I am moving to Barcelona on the 30th June to start a 4 week TEFL course. I have paid for my course and accommidation for that 4 weeks but will need to look for a room or flat mates during that time ready to move to once my course has finished and my accommidation has finished. Has anyone been in a similar situation? Where should I look for an affordable place to live, preferably with people in their 20s and that doesnt require a huge deposit! I'll also be looking for bar work to help me out during Aug befor I have a full time teaching job, im currently the assistant manager of a pub and have worked in pubs for 8 years ( since I was 18) so ability and experience arent a problem.
Any other advice or tips you have I will welcome with open arms!


----------



## Don Felipe (Mar 19, 2013)

Hi Carley,
There are lots of pubs and bars around the centre of Barcelona so if you have experience I expect you can go round them all dropping CVs.

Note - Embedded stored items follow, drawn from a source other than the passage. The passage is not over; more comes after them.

#[cfg(test)]
mod tests {
    use crate::list::List;
    use std::cell::RefCell;
    use std::fmt::Debug;
    use std::ops::Bound;

    #[derive(Debug)]
    struct DropChecker<'a, T: Copy> {
        value: T,
        dropped: &'a RefCell<Vec<T>>,
    }
    impl<'a, T: Copy> DropChecker<'a, T> {
        fn new(value: T, dropped: &'a RefCell<Vec<T>>) -> Self {
            Self { value, dropped }
        }
    }
    impl<'a, T: Copy> Drop for DropChecker<'a, T> {
        fn drop(&mut self) {
            self.dropped.borrow_mut().push(self.value);
        }
    }

    fn list_eq<T, I>(list: &List<T>, expected: I)
    where
        T: Debug + Clone + Eq,
        I: IntoIterator<Item = T>,
    {
        assert_eq!(
            Vec::from_iter(list.iter().cloned()),
            Vec::from_iter(expected)
        );
    }

    #[test]
    fn list_create() {
        let mut list = List::<&str>::new();
        assert!(list.is_empty());
        list.push_back("solo");
        assert!(!list.is_empty());
        assert_eq!(list.pop_back(), Some("solo"));
        assert!(list.is_empty());
    }

    #[test]
    fn list_with_len() {
        let list = List::<u32>::with_len(4);
        assert_eq!(list.len(), 4);
        list_eq(&list, [0, 0, 0, 0]);

        let list = List::<u32>::with_len(0);
        assert!(list.is_empty());
    }

    #[test]
    fn list_drop() {
        let dropped = RefCell::new(Vec::<i32>::new());
        let mut list = List::new();
        list.push_back(DropChecker::new(20, &dropped));
        list.push_front(DropChecker::new(10, &dropped));
        list.push_back(DropChecker::new(30, &dropped));
        // elements drop front to back
        drop(list);
        assert_eq!(dropped.borrow().as_slice(), &[10, 20, 30]);
    }

    #[test]
    fn list_push_and_pop() {
        let mut list = List::new();
        assert_eq!(list.front(), None);
        assert_eq!(list.back(), None);
        assert_eq!(list.pop_front(), None);
        assert_eq!(list.pop_back(), None);

        // a single element is both the front and the back
        list.push_front(7);
        assert_eq!(list.front(), list.back());
        assert_eq!(list.pop_back(), Some(7));
        assert!(list.is_empty());

        list.push_back(2);
        list.push_front(1);
        list.push_back(3);
        assert_eq!(list.len(), 3);
        assert_eq!(list.front(), Some(&1));
        assert_eq!(list.back(), Some(&3));

        assert_eq!(list.pop_back(), Some(3));
        assert_eq!(list.pop_front(), Some(1));
        assert_eq!(list.pop_back(), Some(2));
        assert_eq!(list.pop_back(), None);
        assert_eq!(list.pop_front(), None);
        assert!(list.is_empty());
        assert_eq!(list.len(), 0);
    }

    #[test]
    fn list_clear_idempotent() {
        let mut list = List::from_iter(0..5);

        list.clear();
        assert_eq!(list.len(), 0);
        assert!(list.iter().next().is_none());

        list.clear();
        assert_eq!(list.len(), 0);
        assert!(list.iter().next().is_none());

        list.push_back(1);
        list_eq(&list, Some(1));
    }

    #[test]
    fn list_insert_and_remove() {
        let mut list = List::from_iter(10..16);

        list.insert(3, 99);
        list_eq(&list, [10, 11, 12, 99, 13, 14, 15]);

        assert_eq!(list.remove(6), 15);
        assert_eq!(list.back(), Some(&14));
        list_eq(&list, [10, 11, 12, 99, 13, 14]);

        list.insert(0, 9);
        assert_eq!(list.front(), Some(&9));
        list_eq(&list, [9, 10, 11, 12, 99, 13, 14]);

        assert_eq!(list.remove(4), 99);
        list_eq(&list, [9, 10, 11, 12, 13, 14]);

        // index `len` appends
        list.insert(6, 15);
        assert_eq!(list.back(), Some(&15));
        list_eq(&list, [9, 10, 11, 12, 13, 14, 15]);

        assert_eq!(list.remove(0), 9);
        assert_eq!(list.front(), Some(&10));
        list_eq(&list, 10..16);
    }

    #[test]
    fn list_assign() {
        // shrink
        let mut list = List::from_iter(0..8);
        list.assign([20, 21, 22]);
        list_eq(&list, [20, 21, 22]);
        assert_eq!(list.len(), 3);

        // grow
        list.assign(0..6);
        list_eq(&list, 0..6);
        assert_eq!(list.len(), 6);

        // into empty
        let mut list = List::new();
        list.assign([1, 2]);
        list_eq(&list, [1, 2]);

        // from empty source
        list.assign(None);
        assert!(list.is_empty());
        list.assign(None);
        assert!(list.is_empty());
    }

    #[test]
    fn list_append_then_split_restores_parts() {
        fn check<I1, I2>(front: I1, back: I2)
        where
            I1: IntoIterator<Item = i32> + Clone,
            I2: IntoIterator<Item = i32> + Clone,
        {
            let mut list = List::from_iter(front.clone());
            let mut other = List::from_iter(back.clone());
            let cut = list.len();
            let moved = other.len();

            list.append(&mut other);
            assert!(other.is_empty());
            assert_eq!(list.len(), cut + moved);
            list_eq(&list, front.clone().into_iter().chain(back.clone()));

            let tail = list.split_off(cut);
            list_eq(&list, front);
            list_eq(&tail, back);
        }
        check(1..=4, 5..=6);
        check(1..=4, 5..=5);
        check(1..=1, 2..=4);
        check(1..=4, 1..=0);
        check(1..=0, 5..=6);
        check(1..=0, 1..=0);
    }

    #[test]
    fn list_prepend_then_split_restores_parts() {
        fn check<I1, I2>(front: I1, back: I2)
        where
            I1: IntoIterator<Item = i32> + Clone,
            I2: IntoIterator<Item = i32> + Clone,
        {
            let mut list = List::from_iter(back.clone());
            let mut other = List::from_iter(front.clone());
            let cut = other.len();

            list.prepend(&mut other);
            assert!(other.is_empty());
            list_eq(&list, front.clone().into_iter().chain(back.clone()));

            let tail = list.split_off(cut);
            list_eq(&list, front);
            list_eq(&tail, back);
        }
        check(1..=3, 4..=6);
        check(1..=1, 2..=2);
        check(1..=0, 4..=6);
        check(1..=3, 1..=0);
        check(1..=0, 1..=0);
    }

    #[test]
    fn list_splice() {
        fn check(base: &[i32], insert: &[i32], at: usize) {
            let mut list = List::from_iter(base.iter().copied());
            let other = List::from_iter(insert.iter().copied());

            let mut expected = base.to_vec();
            expected.splice(at..at, insert.iter().copied());

            list.splice_at(at, other);
            assert_eq!(list.len(), expected.len());
            list_eq(&list, expected);
        }
        let base = [3, 1, 4, 1];
        for at in 0..=base.len() {
            check(&base, &[5, 9, 2], at);
            check(&base, &[6], at);
            check(&base, &[], at);
        }
        check(&[], &[5, 9], 0);
        check(&[], &[], 0);
    }

    #[test]
    fn list_drain() {
        let mut list = List::from_iter(0..8);
        let removed = Vec::from_iter(list.drain(2..5));
        assert_eq!(removed, vec![2, 3, 4]);
        list_eq(&list, (0..2).chain(5..8));
        assert_eq!(list.len(), 5);

        // empty range is a no-op
        let removed = Vec::from_iter(list.drain(1..1));
        assert!(removed.is_empty());
        assert_eq!(list.len(), 5);

        // unbounded range drains everything
        let removed = Vec::from_iter(list.drain(..));
        assert_eq!(removed, vec![0, 1, 5, 6, 7]);
        assert!(list.is_empty());

        // draining an empty list with an empty range is fine
        assert!(list.drain(0..0).next().is_none());
    }

    #[test]
    fn list_drain_accepts_all_bound_forms() {
        let mut list = List::from_iter(0..6);

        let removed = Vec::from_iter(list.drain(..=1));
        assert_eq!(removed, vec![0, 1]);
        list_eq(&list, 2..6);

        // (Excluded(0), Included(3)) drains positions 1..=3
        let removed = Vec::from_iter(list.drain((Bound::Excluded(0), Bound::Included(3))));
        assert_eq!(removed, vec![3, 4, 5]);
        list_eq(&list, [2]);
    }

    #[test]
    fn list_drain_drops_in_order() {
        let dropped = RefCell::new(Vec::<i32>::new());
        let mut list = List::new();
        for i in 1..=5 {
            list.push_back(DropChecker::new(i, &dropped));
        }

        let mut drain = list.drain(1..4);
        let taken = drain.next().unwrap();
        assert_eq!(taken.value, 2);
        drop(taken);
        // the unconsumed part of the range is dropped front to back
        drop(drain);
        assert_eq!(dropped.borrow().as_slice(), &[2, 3, 4]);

        drop(list);
        assert_eq!(dropped.borrow().as_slice(), &[2, 3, 4, 1, 5]);
    }

    #[test]
    #[should_panic(expected = "Cannot insert at a nonexistent index")]
    fn list_insert_beyond_the_end_panics() {
        let mut list = List::from_iter([1, 2]);
        list.insert(3, 0);
    }

    #[test]
    #[should_panic(expected = "Cannot remove at a nonexistent index")]
    fn list_remove_at_len_panics() {
        let mut list = List::from_iter([1, 2]);
        list.remove(2);
    }

    #[test]
    #[should_panic(expected = "Cannot split off at a nonexistent index")]
    fn list_split_off_beyond_the_end_panics() {
        let mut list = List::from_iter([1, 2]);
        let _ = list.split_off(3);
    }

    #[test]
    #[should_panic(expected = "Cannot splice at a nonexistent index")]
    fn list_splice_at_beyond_the_end_panics() {
        let mut list = List::from_iter([1, 2]);
        list.splice_at(3, List::from_iter([9]));
    }

    #[test]
    #[should_panic(expected = "Cannot create cursor at a nonexistent index")]
    fn list_cursor_beyond_the_end_panics() {
        let list = List::from_iter([1, 2]);
        let _ = list.cursor(3);
    }

    #[test]
    #[should_panic(expected = "Cannot create cursor at a nonexistent index")]
    fn list_cursor_mut_beyond_the_end_panics() {
        let mut list = List::from_iter([1, 2]);
        let _ = list.cursor_mut(3);
    }

    #[test]
    #[should_panic(expected = "Cannot drain a decreasing range")]
    fn list_drain_decreasing_range_panics() {
        let mut list = List::from_iter([1, 2, 3]);
        let _ = list.drain(2..1);
    }

    #[test]
    #[should_panic(expected = "Cannot drain beyond the end of the list")]
    fn list_drain_beyond_the_end_panics() {
        let mut list = List::from_iter([1, 2, 3]);
        let _ = list.drain(1..5);
    }

    #[test]
    #[should_panic(expected = "Cannot drain beyond the end of the list")]
    fn list_drain_inclusive_end_at_usize_max_panics() {
        let mut list = List::from_iter([1, 2, 3]);
        let _ = list.drain(0..=usize::MAX);
    }

    #[test]
    fn list_extract_if() {
        let mut list = List::from_iter(0..10);
        let odds = Vec::from_iter(list.extract_if(|x| *x % 2 == 1));
        assert_eq!(odds, vec![1, 3, 5, 7, 9]);
        list_eq(&list, [0, 2, 4, 6, 8]);
        assert_eq!(list.len(), 5);

        // dropping the iterator still removes the selected elements
        list.extract_if(|x| *x > 4);
        list_eq(&list, [0, 2, 4]);
    }

    #[test]
    fn list_len() {
        let mut list = List::new();
        assert_eq!(list.len(), 0);

        list.push_front('a');
        list.push_back('b');
        assert_eq!(list.len(), 2);

        list.insert(1, 'c');
        assert_eq!(list.len(), 3);

        assert_eq!(list.remove(0), 'a');
        assert_eq!(list.len(), 2);

        list.append(&mut List::from_iter(['d', 'e', 'f']));
        assert_eq!(list.len(), 5);

        let tail = list.split_off(2);
        assert_eq!(list.len(), 2);
        assert_eq!(tail.len(), 3);

        list.splice_at(1, tail);
        assert_eq!(list.len(), 5);

        list.prepend(&mut List::from_iter(['g']));
        assert_eq!(list.len(), 6);

        assert_eq!(list.pop_back(), Some('b'));
        assert_eq!(list.len(), 5);

        list.clear();
        assert_eq!(list.len(), 0);
        assert!(list.is_empty());
    }

    #[test]
    fn list_traversal_matches_len() {
        let mut list = List::new();
        for i in 0..4 {
            list.push_back(i);
            list.push_front(i);
        }
        list.insert(3, 9);
        list.remove(0);
        list.pop_back();
        list.pop_front();

        assert_eq!(list.iter().count(), list.len());
        assert_eq!(list.iter().rev().count(), list.len());
    }
}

If you speak Spanish that will of course increase your chances.
Do you have a full time teaching job lined up already for September? If not, I would set the expectation that the work comes slowly. I mean that you will finish the course and during the first few weeks you will gradually build up your list of clients. You may be lucky and land a full time position straight away, but budget for the scenario I mentioned.
As for finding a place to live, lots of people you will meet on the course will be in the same position, so ask around and join forces with others when looking.
Good luck!
Don Felipe.


----------



## Lolito (Aug 25, 2012)

Beware! Lots of pickpockets!

Other than that, enjoy it!


----------